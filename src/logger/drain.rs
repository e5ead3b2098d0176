//! `slog` drain forwarding records to `tracing`.
//!
//! # Responsibilities
//! - Map `slog` levels onto `tracing` levels
//! - Emit every key/value pair as its own `tracing` field, typed
//! - Keep critical records on their own target
//!
//! # Design Decisions
//! - `tracing` field names are static, so one callsite is built (and leaked)
//!   per distinct (level, target, key set) and cached
//! - At most `MAX_FIELDS` fields per event, message included; extra pairs
//!   are dropped
//! - A user key named `message` is dropped in favour of the record message

use std::sync::OnceLock;

use dashmap::DashMap;
use slog::{OwnedKVList, Record};
use tracing_core::callsite::{Callsite, Identifier};
use tracing_core::field::{Field, FieldSet, Value};
use tracing_core::metadata::Kind;
use tracing_core::subscriber::Interest;
use tracing_core::{Event, Level, Metadata};

use super::fields::collect;

/// Target of events below critical.
pub const TRACING_TARGET: &str = "ctxlog";

/// Target of critical events, so filters can single them out.
pub const CRIT_TARGET: &str = "ctxlog::crit";

const MAX_FIELDS: usize = 32;
const MESSAGE: &str = "message";

/// Drain writing each record as one `tracing` event.
#[derive(Debug, Clone, Copy, Default)]
pub struct TracingDrain;

impl TracingDrain {
    pub fn new() -> Self {
        Self
    }
}

/// `tracing` level and target for a `slog` level.
pub fn tracing_level(level: slog::Level) -> (Level, &'static str) {
    match level {
        slog::Level::Critical => (Level::ERROR, CRIT_TARGET),
        slog::Level::Error => (Level::ERROR, TRACING_TARGET),
        slog::Level::Warning => (Level::WARN, TRACING_TARGET),
        slog::Level::Info => (Level::INFO, TRACING_TARGET),
        slog::Level::Debug => (Level::DEBUG, TRACING_TARGET),
        slog::Level::Trace => (Level::TRACE, TRACING_TARGET),
    }
}

impl slog::Drain for TracingDrain {
    type Ok = ();
    type Err = slog::Never;

    fn log(&self, record: &Record, values: &OwnedKVList) -> Result<(), slog::Never> {
        let (level, target) = tracing_level(record.level());
        let fields: Vec<_> = collect(record, values)
            .into_iter()
            .filter(|(key, _)| *key != MESSAGE)
            .take(MAX_FIELDS - 1)
            .collect();

        let mut names = Vec::with_capacity(fields.len() + 1);
        names.push(MESSAGE);
        names.extend(fields.iter().map(|(key, _)| *key));
        let meta = metadata(level, target, names);

        let message = record.msg().to_string();
        let mut values: Vec<&dyn Value> = Vec::with_capacity(fields.len() + 1);
        values.push(&message);
        values.extend(fields.iter().map(|(_, value)| value.as_tracing()));

        let keys: Vec<Field> = meta.fields().iter().collect();
        let mut entries: [(&Field, Option<&dyn Value>); MAX_FIELDS] =
            [(&keys[0], None); MAX_FIELDS];
        for (entry, (key, value)) in entries.iter_mut().zip(keys.iter().zip(values)) {
            *entry = (key, Some(value));
        }
        let value_set = meta.fields().value_set(&entries);

        tracing_core::dispatcher::get_default(|dispatch| {
            if dispatch.enabled(meta) {
                dispatch.event(&Event::new(meta, &value_set));
            }
        });
        Ok(())
    }
}

#[derive(Debug, Clone, PartialEq, Eq, Hash)]
struct CallsiteKey {
    level: Level,
    target: &'static str,
    names: Vec<&'static str>,
}

struct DynCallsite {
    meta: OnceLock<Metadata<'static>>,
}

impl Callsite for DynCallsite {
    fn set_interest(&self, _interest: Interest) {}

    fn metadata(&self) -> &Metadata<'_> {
        self.meta
            .get()
            .expect("callsite metadata is set before registration")
    }
}

fn callsites() -> &'static DashMap<CallsiteKey, &'static DynCallsite> {
    static CALLSITES: OnceLock<DashMap<CallsiteKey, &'static DynCallsite>> = OnceLock::new();
    CALLSITES.get_or_init(DashMap::new)
}

fn metadata(
    level: Level,
    target: &'static str,
    names: Vec<&'static str>,
) -> &'static Metadata<'static> {
    let key = CallsiteKey { level, target, names };
    let callsite = match callsites().get(&key) {
        Some(entry) => *entry,
        None => {
            let created = register(level, target, key.names.clone());
            *callsites().entry(key).or_insert(created)
        }
    };
    callsite.metadata_static()
}

impl DynCallsite {
    fn metadata_static(&'static self) -> &'static Metadata<'static> {
        self.meta
            .get()
            .expect("callsite metadata is set before registration")
    }
}

fn register(
    level: Level,
    target: &'static str,
    names: Vec<&'static str>,
) -> &'static DynCallsite {
    let names: &'static [&'static str] = Box::leak(names.into_boxed_slice());
    let callsite: &'static DynCallsite = Box::leak(Box::new(DynCallsite {
        meta: OnceLock::new(),
    }));
    let _ = callsite.meta.set(Metadata::new(
        "ctxlog event",
        target,
        level,
        None,
        None,
        None,
        FieldSet::new(names, Identifier(callsite)),
        Kind::EVENT,
    ));
    tracing_core::callsite::register(callsite);
    callsite
}
//! Structured logging backend.
//!
//! # Responsibilities
//! - Initialize the global `tracing` subscriber
//! - Pick the output layout from configuration
//! - Honor `RUST_LOG` over the configured directives
//!
//! # Design Decisions
//! - Uses tracing crate for structured logging; the root `Logger` forwards here
//! - JSON format for production, pretty format for development
//! - Initializing twice is an error, not a panic

use thiserror::Error;
use tracing_subscriber::{layer::SubscriberExt, util::SubscriberInitExt, EnvFilter, Layer};

use crate::config::{LogFormat, LoggingConfig};

/// Errors raised while installing the subscriber.
#[derive(Debug, Error)]
pub enum InitError {
    #[error("invalid filter: {0}")]
    Filter(#[from] tracing_subscriber::filter::ParseError),

    #[error("a global subscriber is already installed: {0}")]
    AlreadyInitialized(#[from] tracing_subscriber::util::TryInitError),
}

/// Build the filter: `RUST_LOG` when set, else the configured directives.
pub fn env_filter(config: &LoggingConfig) -> Result<EnvFilter, InitError> {
    match EnvFilter::try_from_default_env() {
        Ok(filter) => Ok(filter),
        Err(_) => Ok(EnvFilter::try_new(config.directives())?),
    }
}

/// Install the global subscriber described by `config`.
pub fn init(config: &LoggingConfig) -> Result<(), InitError> {
    let filter = env_filter(config)?;

    let fmt = tracing_subscriber::fmt::layer().with_target(config.with_target);
    let fmt = match config.format {
        LogFormat::Pretty => fmt.with_ansi(config.ansi).pretty().boxed(),
        LogFormat::Compact => fmt.with_ansi(config.ansi).compact().boxed(),
        LogFormat::Json => fmt.with_ansi(false).json().boxed(),
    };

    tracing_subscriber::registry().with(filter).with(fmt).try_init()?;

    tracing::debug!(
        format = ?config.format,
        directives = %config.directives(),
        "Logging initialized"
    );
    Ok(())
}
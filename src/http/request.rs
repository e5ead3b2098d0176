//! Request identification.
//!
//! # Responsibilities
//! - Resolve the request ID a request is logged under
//! - Prefer an ID set by `tower_http::request_id`, then the inbound header
//! - Generate a UUID v4 when neither is present

use axum::http::{HeaderName, Request};
use tower_http::request_id::RequestId;
use uuid::Uuid;

/// Header carrying the request ID.
pub static X_REQUEST_ID: HeaderName = HeaderName::from_static("x-request-id");

/// Request ID for `req`, generating one if the request carries none.
pub fn request_id<B>(req: &Request<B>) -> String {
    let existing = req
        .extensions()
        .get::<RequestId>()
        .map(RequestId::header_value)
        .or_else(|| req.headers().get(&X_REQUEST_ID))
        .and_then(|v| v.to_str().ok())
        .filter(|v| !v.is_empty());

    match existing {
        Some(id) => id.to_string(),
        None => {
            let id = Uuid::new_v4().to_string();
            tracing::debug!(request_id = %id, "Generated request id");
            id
        }
    }
}
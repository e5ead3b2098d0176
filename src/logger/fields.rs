//! Flattening `slog` key/value chains into typed fields.
//!
//! A record's fields are the logger's pairs, parents before children, then
//! the call-site pairs. Each key appears once, at the position of its oldest
//! binding, carrying the value of its newest binding.

use std::fmt;
use std::sync::OnceLock;

use slog::{BorrowedKV, Key, Level, OwnedKVList, Record, KV};

use super::record_static;

/// A single structured value.
#[derive(Debug, Clone, PartialEq)]
pub enum FieldValue {
    Str(String),
    I64(i64),
    U64(u64),
    F64(f64),
    Bool(bool),
}

impl FieldValue {
    pub fn as_str(&self) -> Option<&str> {
        match self {
            FieldValue::Str(s) => Some(s),
            _ => None,
        }
    }

    /// Borrow as a `tracing` value so it keeps its type in the subscriber.
    pub(crate) fn as_tracing(&self) -> &dyn tracing::Value {
        match self {
            FieldValue::Str(s) => s,
            FieldValue::I64(v) => v,
            FieldValue::U64(v) => v,
            FieldValue::F64(v) => v,
            FieldValue::Bool(v) => v,
        }
    }
}

impl fmt::Display for FieldValue {
    fn fmt(&self, f: &mut fmt::Formatter<'_>) -> fmt::Result {
        match self {
            FieldValue::Str(s) => f.write_str(s),
            FieldValue::I64(v) => write!(f, "{}", v),
            FieldValue::U64(v) => write!(f, "{}", v),
            FieldValue::F64(v) => write!(f, "{}", v),
            FieldValue::Bool(v) => write!(f, "{}", v),
        }
    }
}

/// `slog::Serializer` gathering pairs in serialization order.
#[derive(Debug, Default)]
struct FieldCollector {
    fields: Vec<(Key, FieldValue)>,
}

impl FieldCollector {
    fn push(&mut self, key: Key, value: FieldValue) -> slog::Result {
        self.fields.push((key, value));
        Ok(())
    }
}

impl slog::Serializer for FieldCollector {
    fn emit_arguments(&mut self, key: Key, val: &fmt::Arguments) -> slog::Result {
        self.push(key, FieldValue::Str(val.to_string()))
    }

    fn emit_str(&mut self, key: Key, val: &str) -> slog::Result {
        self.push(key, FieldValue::Str(val.to_string()))
    }

    fn emit_bool(&mut self, key: Key, val: bool) -> slog::Result {
        self.push(key, FieldValue::Bool(val))
    }

    fn emit_usize(&mut self, key: Key, val: usize) -> slog::Result {
        self.push(key, FieldValue::U64(val as u64))
    }

    fn emit_isize(&mut self, key: Key, val: isize) -> slog::Result {
        self.push(key, FieldValue::I64(val as i64))
    }

    fn emit_u8(&mut self, key: Key, val: u8) -> slog::Result {
        self.push(key, FieldValue::U64(val.into()))
    }

    fn emit_i8(&mut self, key: Key, val: i8) -> slog::Result {
        self.push(key, FieldValue::I64(val.into()))
    }

    fn emit_u16(&mut self, key: Key, val: u16) -> slog::Result {
        self.push(key, FieldValue::U64(val.into()))
    }

    fn emit_i16(&mut self, key: Key, val: i16) -> slog::Result {
        self.push(key, FieldValue::I64(val.into()))
    }

    fn emit_u32(&mut self, key: Key, val: u32) -> slog::Result {
        self.push(key, FieldValue::U64(val.into()))
    }

    fn emit_i32(&mut self, key: Key, val: i32) -> slog::Result {
        self.push(key, FieldValue::I64(val.into()))
    }

    fn emit_u64(&mut self, key: Key, val: u64) -> slog::Result {
        self.push(key, FieldValue::U64(val))
    }

    fn emit_i64(&mut self, key: Key, val: i64) -> slog::Result {
        self.push(key, FieldValue::I64(val))
    }

    fn emit_f32(&mut self, key: Key, val: f32) -> slog::Result {
        self.push(key, FieldValue::F64(val.into()))
    }

    fn emit_f64(&mut self, key: Key, val: f64) -> slog::Result {
        self.push(key, FieldValue::F64(val))
    }
}

/// Fields of a record, one entry per key, newest binding winning.
pub fn collect(record: &Record, values: &OwnedKVList) -> Vec<(Key, FieldValue)> {
    let mut pairs = serialize(values, record);
    if children_first() {
        pairs.reverse();
    }
    pairs.extend(serialize(&record.kv(), record));

    let mut fields: Vec<(Key, FieldValue)> = Vec::with_capacity(pairs.len());
    for (key, value) in pairs {
        match fields.iter_mut().find(|(k, _)| *k == key) {
            Some(field) => field.1 = value,
            None => fields.push((key, value)),
        }
    }
    fields
}

/// True when `kv` serializes no pairs at all.
pub fn is_empty<T: KV + ?Sized>(kv: &T) -> bool {
    with_empty_record(|record| serialize(kv, record).is_empty())
}

fn serialize<T: KV + ?Sized>(kv: &T, record: &Record) -> Vec<(Key, FieldValue)> {
    let mut collector = FieldCollector::default();
    let _ = kv.serialize(record, &mut collector);
    collector.fields
}

fn with_empty_record<R>(f: impl FnOnce(&Record) -> R) -> R {
    f(&Record::new(
        record_static(Level::Info),
        &format_args!(""),
        BorrowedKV(&()),
    ))
}

/// Whether a logger's chain serializes a child's pairs before its parent's.
fn children_first() -> bool {
    static CHILDREN_FIRST: OnceLock<bool> = OnceLock::new();
    *CHILDREN_FIRST.get_or_init(|| {
        let child = slog::Logger::root(slog::Discard, o!("order" => "parent"))
            .new(o!("order" => "child"));
        let pairs = with_empty_record(|record| serialize(child.list(), record));
        pairs.first().and_then(|(_, value)| value.as_str()) == Some("child")
    })
}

> [Exercise] Look over the entries above. Copy every line that contains the word "LoggingConfig".

> [Exercise answer]
use crate::config::{LogFormat, LoggingConfig};
pub fn env_filter(config: &LoggingConfig) -> Result<EnvFilter, InitError> {
pub fn init(config: &LoggingConfig) -> Result<(), InitError> {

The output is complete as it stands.